"""

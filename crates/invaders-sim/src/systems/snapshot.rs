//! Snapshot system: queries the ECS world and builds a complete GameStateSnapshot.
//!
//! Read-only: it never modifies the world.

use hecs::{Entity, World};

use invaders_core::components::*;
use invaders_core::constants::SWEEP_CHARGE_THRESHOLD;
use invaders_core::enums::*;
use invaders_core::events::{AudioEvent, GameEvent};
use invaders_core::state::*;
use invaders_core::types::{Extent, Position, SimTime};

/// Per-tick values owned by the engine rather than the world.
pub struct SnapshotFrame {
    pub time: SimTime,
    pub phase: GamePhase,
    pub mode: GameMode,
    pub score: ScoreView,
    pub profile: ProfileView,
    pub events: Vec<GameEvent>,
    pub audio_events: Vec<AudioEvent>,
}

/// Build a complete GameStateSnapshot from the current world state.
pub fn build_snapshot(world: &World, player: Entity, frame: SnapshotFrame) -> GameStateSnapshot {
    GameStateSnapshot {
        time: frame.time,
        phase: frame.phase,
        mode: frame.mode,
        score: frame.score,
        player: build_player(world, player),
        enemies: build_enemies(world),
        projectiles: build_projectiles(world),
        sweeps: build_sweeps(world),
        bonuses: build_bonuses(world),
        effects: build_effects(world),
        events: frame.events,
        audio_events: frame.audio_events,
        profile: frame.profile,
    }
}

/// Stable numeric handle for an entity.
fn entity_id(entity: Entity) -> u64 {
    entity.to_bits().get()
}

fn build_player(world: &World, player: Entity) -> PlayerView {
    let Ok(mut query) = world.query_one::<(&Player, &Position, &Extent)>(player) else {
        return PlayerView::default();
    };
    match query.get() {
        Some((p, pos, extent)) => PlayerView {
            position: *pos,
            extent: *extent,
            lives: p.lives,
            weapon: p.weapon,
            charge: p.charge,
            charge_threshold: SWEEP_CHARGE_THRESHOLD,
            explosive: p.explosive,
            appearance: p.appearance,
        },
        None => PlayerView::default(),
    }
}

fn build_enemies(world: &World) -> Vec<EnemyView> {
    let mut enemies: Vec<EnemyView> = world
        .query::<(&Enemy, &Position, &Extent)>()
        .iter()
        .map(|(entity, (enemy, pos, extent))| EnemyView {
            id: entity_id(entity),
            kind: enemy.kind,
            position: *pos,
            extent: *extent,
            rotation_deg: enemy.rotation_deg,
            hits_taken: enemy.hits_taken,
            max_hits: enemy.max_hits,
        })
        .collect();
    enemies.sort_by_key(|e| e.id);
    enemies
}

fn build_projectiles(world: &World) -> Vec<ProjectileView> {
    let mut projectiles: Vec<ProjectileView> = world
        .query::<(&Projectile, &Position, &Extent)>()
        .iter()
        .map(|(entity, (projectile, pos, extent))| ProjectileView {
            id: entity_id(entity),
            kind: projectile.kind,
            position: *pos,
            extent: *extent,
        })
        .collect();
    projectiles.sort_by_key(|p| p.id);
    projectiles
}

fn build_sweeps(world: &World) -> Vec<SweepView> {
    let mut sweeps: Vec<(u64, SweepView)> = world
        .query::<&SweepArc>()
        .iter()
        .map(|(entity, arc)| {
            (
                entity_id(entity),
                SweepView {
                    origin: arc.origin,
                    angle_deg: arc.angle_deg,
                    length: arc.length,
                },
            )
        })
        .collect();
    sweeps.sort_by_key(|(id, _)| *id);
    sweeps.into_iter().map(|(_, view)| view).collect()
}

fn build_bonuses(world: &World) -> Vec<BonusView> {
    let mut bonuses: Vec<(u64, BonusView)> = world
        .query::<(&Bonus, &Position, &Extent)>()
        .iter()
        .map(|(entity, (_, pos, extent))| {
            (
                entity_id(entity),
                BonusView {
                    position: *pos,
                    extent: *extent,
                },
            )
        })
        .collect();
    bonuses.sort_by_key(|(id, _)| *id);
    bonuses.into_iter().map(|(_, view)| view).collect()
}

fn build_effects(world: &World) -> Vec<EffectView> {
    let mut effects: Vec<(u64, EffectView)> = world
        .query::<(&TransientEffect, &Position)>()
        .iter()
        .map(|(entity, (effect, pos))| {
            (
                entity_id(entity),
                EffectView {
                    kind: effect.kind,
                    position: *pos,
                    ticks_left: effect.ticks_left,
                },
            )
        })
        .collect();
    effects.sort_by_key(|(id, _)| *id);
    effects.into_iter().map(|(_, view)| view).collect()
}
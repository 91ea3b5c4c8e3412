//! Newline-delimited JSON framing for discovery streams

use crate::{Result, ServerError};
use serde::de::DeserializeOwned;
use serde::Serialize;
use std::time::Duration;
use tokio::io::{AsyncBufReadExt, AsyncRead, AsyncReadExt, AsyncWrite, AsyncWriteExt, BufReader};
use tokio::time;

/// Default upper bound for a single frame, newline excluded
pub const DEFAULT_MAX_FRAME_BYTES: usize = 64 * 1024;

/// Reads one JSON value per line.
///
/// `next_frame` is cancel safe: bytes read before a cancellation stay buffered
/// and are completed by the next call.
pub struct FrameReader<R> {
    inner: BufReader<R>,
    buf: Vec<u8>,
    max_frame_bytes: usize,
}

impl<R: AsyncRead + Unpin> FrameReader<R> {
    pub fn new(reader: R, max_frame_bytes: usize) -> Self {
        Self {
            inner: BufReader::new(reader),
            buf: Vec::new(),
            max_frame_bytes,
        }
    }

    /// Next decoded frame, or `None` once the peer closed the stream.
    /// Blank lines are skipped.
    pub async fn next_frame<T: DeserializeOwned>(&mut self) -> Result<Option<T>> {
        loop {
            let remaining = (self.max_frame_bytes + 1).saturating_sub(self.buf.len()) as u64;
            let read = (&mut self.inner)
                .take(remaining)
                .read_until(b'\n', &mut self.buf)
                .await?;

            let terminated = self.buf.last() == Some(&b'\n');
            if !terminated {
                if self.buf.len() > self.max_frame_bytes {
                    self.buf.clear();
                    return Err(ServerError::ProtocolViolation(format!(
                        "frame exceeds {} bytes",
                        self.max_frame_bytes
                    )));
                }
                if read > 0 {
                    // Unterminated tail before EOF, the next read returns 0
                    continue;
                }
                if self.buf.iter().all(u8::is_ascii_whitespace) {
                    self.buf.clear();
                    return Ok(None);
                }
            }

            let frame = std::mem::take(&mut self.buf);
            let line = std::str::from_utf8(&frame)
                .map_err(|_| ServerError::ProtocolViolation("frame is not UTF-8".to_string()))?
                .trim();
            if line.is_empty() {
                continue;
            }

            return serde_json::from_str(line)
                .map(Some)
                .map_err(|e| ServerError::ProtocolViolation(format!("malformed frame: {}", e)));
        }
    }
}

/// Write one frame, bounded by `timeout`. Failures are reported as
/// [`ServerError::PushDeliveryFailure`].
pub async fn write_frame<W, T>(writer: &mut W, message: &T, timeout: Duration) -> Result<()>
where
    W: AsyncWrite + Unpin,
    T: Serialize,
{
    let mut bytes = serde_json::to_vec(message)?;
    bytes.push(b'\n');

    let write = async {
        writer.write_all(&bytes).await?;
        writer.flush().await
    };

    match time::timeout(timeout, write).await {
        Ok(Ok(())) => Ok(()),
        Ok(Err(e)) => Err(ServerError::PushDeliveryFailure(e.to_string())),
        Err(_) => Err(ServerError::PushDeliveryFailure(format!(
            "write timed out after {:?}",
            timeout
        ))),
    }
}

"""

WHAT IS BEING ASKED: Search the data for the word "ProjectileView" and report how many lines include it, with the number alone.

ANSWER SPACE: 3